Если ОЗУ не является проблемой, вы можете поместить весь массив в ОЗУ с fromfile:

data = np.fromfile(filename, dtype=[('index', 'float32'), ('floati','float32'), ('floatq', 'float32')])

построение графика может быть сделано с обычным Matplotlib plot(*data) функция, возможно, через метод "увеличения", предложенный в другом решении.

более поздний проект имеет большой потенциал для больших наборов данных:размытие, который был создан с именно это в виду.

на самом деле, только данные, которые имеют отношение к масштабу графика, отправляются на бэкэнд дисплея. Этот подход намного быстрее, чем подход Matplotlib.

Я бы предложил что-то немного сложное, но это должно работать : построить свой график в разных разрешениях, для разных диапазонов.
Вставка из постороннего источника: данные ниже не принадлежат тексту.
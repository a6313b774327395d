//! # Snapshot Journal Module
//!
//! Persists published snapshots to JSONL files with rotation.
//!
//! This module handles:
//! - Formatting snapshots as JSONL (JSON Lines) with UTC timestamps
//! - Writing to rotating journal files
//! - Managing file rotation (max N records per file)
//! - Retaining only the last M files

use std::fs::{self, File};
use std::io::{BufWriter, Write};
use std::path::{Path, PathBuf};

use chrono::Utc;
use serde::Serialize;
use tracing::debug;

use crate::error::Result;
use crate::publisher::TelemetrySnapshot;

/// One journal line: the snapshot plus the time it was recorded
#[derive(Debug, Serialize)]
struct JournalRecord<'a> {
    timestamp: String,
    #[serde(flatten)]
    snapshot: &'a TelemetrySnapshot,
}

/// Rotating JSONL journal of published snapshots
pub struct SnapshotJournal {
    log_dir: PathBuf,
    max_records_per_file: usize,
    max_files_to_keep: usize,
    writer: Option<BufWriter<File>>,
    records_in_file: usize,
    file_seq: u64,
}

impl std::fmt::Debug for SnapshotJournal {
    fn fmt(&self, f: &mut std::fmt::Formatter<'_>) -> std::fmt::Result {
        f.debug_struct("SnapshotJournal")
            .field("log_dir", &self.log_dir)
            .field("records_in_file", &self.records_in_file)
            .finish_non_exhaustive()
    }
}

impl SnapshotJournal {
    /// Create a journal rooted at `log_dir`, creating the directory if needed
    ///
    /// # Arguments
    ///
    /// * `log_dir` - Directory receiving the journal files
    /// * `max_records_per_file` - Records written before rotating
    /// * `max_files_to_keep` - Newest files retained after rotation
    ///
    /// # Errors
    ///
    /// Returns error if the directory cannot be created
    pub fn new(
        log_dir: impl AsRef<Path>,
        max_records_per_file: usize,
        max_files_to_keep: usize,
    ) -> Result<Self> {
        let log_dir = log_dir.as_ref().to_path_buf();
        fs::create_dir_all(&log_dir)?;

        Ok(Self {
            log_dir,
            max_records_per_file,
            max_files_to_keep,
            writer: None,
            records_in_file: 0,
            file_seq: 0,
        })
    }

    /// Append one snapshot as a JSON line, rotating files as needed
    ///
    /// # Errors
    ///
    /// Returns error on serialization or file I/O failure
    pub fn append(&mut self, snapshot: &TelemetrySnapshot) -> Result<()> {
        if self.writer.is_none() || self.records_in_file >= self.max_records_per_file {
            self.rotate()?;
        }

        let record = JournalRecord {
            timestamp: Utc::now().to_rfc3339(),
            snapshot,
        };
        let line = serde_json::to_string(&record)?;

        if let Some(writer) = self.writer.as_mut() {
            writeln!(writer, "{}", line)?;
            writer.flush()?;
            self.records_in_file += 1;
        }

        Ok(())
    }

    /// Start a new journal file and prune files beyond the retention limit
    fn rotate(&mut self) -> Result<()> {
        if let Some(mut writer) = self.writer.take() {
            writer.flush()?;
        }

        self.file_seq += 1;
        let name = format!(
            "telemetry-{}-{:04}.jsonl",
            Utc::now().format("%Y%m%d-%H%M%S"),
            self.file_seq
        );
        let path = self.log_dir.join(name);

        debug!("Rotating journal to {}", path.display());
        self.writer = Some(BufWriter::new(File::create(&path)?));
        self.records_in_file = 0;

        self.prune_old_files()
    }

    /// Delete the oldest journal files beyond `max_files_to_keep`
    ///
    /// File names sort chronologically (timestamp + sequence), so lexical
    /// order is age order.
    fn prune_old_files(&self) -> Result<()> {
        let mut files: Vec<PathBuf> = fs::read_dir(&self.log_dir)?
            .filter_map(|entry| entry.ok())
            .map(|entry| entry.path())
            .filter(|path| path.extension().map_or(false, |ext| ext == "jsonl"))
            .collect();
        files.sort();

        while files.len() > self.max_files_to_keep {
            let oldest = files.remove(0);
            debug!("Pruning old journal file {}", oldest.display());
            fs::remove_file(&oldest)?;
        }

        Ok(())
    }
}

#[cfg(test)]
mod tests {
    use super::*;
    use tempfile::tempdir;

    fn snapshot() -> TelemetrySnapshot {
        TelemetrySnapshot {
            temperature: Some(21.5),
            relative_humidity: Some(40.0),
            light: Some(120),
            ..Default::default()
        }
    }

    fn journal_files(dir: &Path) -> Vec<PathBuf> {
        let mut files: Vec<PathBuf> = fs::read_dir(dir)
            .unwrap()
            .filter_map(|entry| entry.ok())
            .map(|entry| entry.path())
            .collect();
        files.sort();
        files
    }

    #[test]
    fn test_append_writes_parseable_json_line() {
        let dir = tempdir().unwrap();
        let mut journal = SnapshotJournal::new(dir.path(), 100, 10).unwrap();

        journal.append(&snapshot()).unwrap();

        let files = journal_files(dir.path());
        assert_eq!(files.len(), 1);

        let contents = fs::read_to_string(&files[0]).unwrap();
        let lines: Vec<&str> = contents.lines().collect();
        assert_eq!(lines.len(), 1);

        let value: serde_json::Value = serde_json::from_str(lines[0]).unwrap();
        assert_eq!(value["temperature"], 21.5);
        assert_eq!(value["light"], 120);
        assert!(value["air_pressure"].is_null());

        // Timestamp must be RFC 3339
        let timestamp = value["timestamp"].as_str().unwrap();
        assert!(chrono::DateTime::parse_from_rfc3339(timestamp).is_ok());
    }

    #[test]
    fn test_rotation_after_max_records() {
        let dir = tempdir().unwrap();
        let mut journal = SnapshotJournal::new(dir.path(), 2, 10).unwrap();

        for _ in 0..5 {
            journal.append(&snapshot()).unwrap();
        }

        let files = journal_files(dir.path());
        assert_eq!(files.len(), 3, "5 records at 2 per file need 3 files");

        let line_counts: Vec<usize> = files
            .iter()
            .map(|path| fs::read_to_string(path).unwrap().lines().count())
            .collect();
        assert_eq!(line_counts, vec![2, 2, 1]);
    }

    #[test]
    fn test_retention_prunes_oldest_files() {
        let dir = tempdir().unwrap();
        let mut journal = SnapshotJournal::new(dir.path(), 1, 2).unwrap();

        for _ in 0..5 {
            journal.append(&snapshot()).unwrap();
        }

        let files = journal_files(dir.path());
        assert_eq!(files.len(), 2, "Only the newest 2 files are retained");

        // The survivors are the highest-sequence files
        let names: Vec<String> = files
            .iter()
            .map(|path| path.file_name().unwrap().to_string_lossy().into_owned())
            .collect();
        assert!(names[0].ends_with("-0004.jsonl"));
        assert!(names[1].ends_with("-0005.jsonl"));
    }

    #[test]
    fn test_new_creates_missing_directory() {
        let dir = tempdir().unwrap();
        let nested = dir.path().join("journal").join("env");

        let mut journal = SnapshotJournal::new(&nested, 10, 10).unwrap();
        journal.append(&snapshot()).unwrap();

        assert!(nested.is_dir());
        assert_eq!(journal_files(&nested).len(), 1);
    }
}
подумайте о Google Earth, например. Если вы unzoom на максимальном уровне, чтобы охватить всю планету, разрешение является самым низким. При увеличении изображения меняются на более подробные, но только в том регионе, на который вы увеличиваете масштаб.

Так что в основном для вашего сюжета (это 2D ? 3D ? Я предполагаю, что это 2D), я предлагаю вам построить один большой график это охватывает весь диапазон [0, n] с низким разрешением, 2 меньших графика, которые охватывают [0, n/2] и [n/2 + 1, n] с удвоенным разрешением большого, 4 меньших графика, которые охватывают [0, n/4] ... [3 * n / 4 + 1, n] с удвоенным разрешением 2 выше, и так далее.

Не уверен, что мое объяснение очень ясно. Кроме того, я не знаю, обрабатывается ли такой график с несколькими разрешениями любой существующей программой построения.

интересно, есть ли выигрыш, чтобы ускорить поиск ваших очков? (Я был заинтригован r* (r star) деревья на некоторое время.)

интересно, если использовать что-то вроде дерева r* в этом случае может быть путь. (при уменьшении масштаба более высокие узлы в дереве могут содержать информацию о более грубом, уменьшенном рендеринге, узлы дальше к листьям содержат отдельные образцы)

может быть, даже карта памяти дерева (или любой структуры вы в конечном итоге использование) в память, чтобы сохранить производительность и низкое использование ОЗУ. (вы разгружаете задачу управления памятью в ядро)

надеюсь, что это имеет смысл.. немного бессвязно. уже поздно!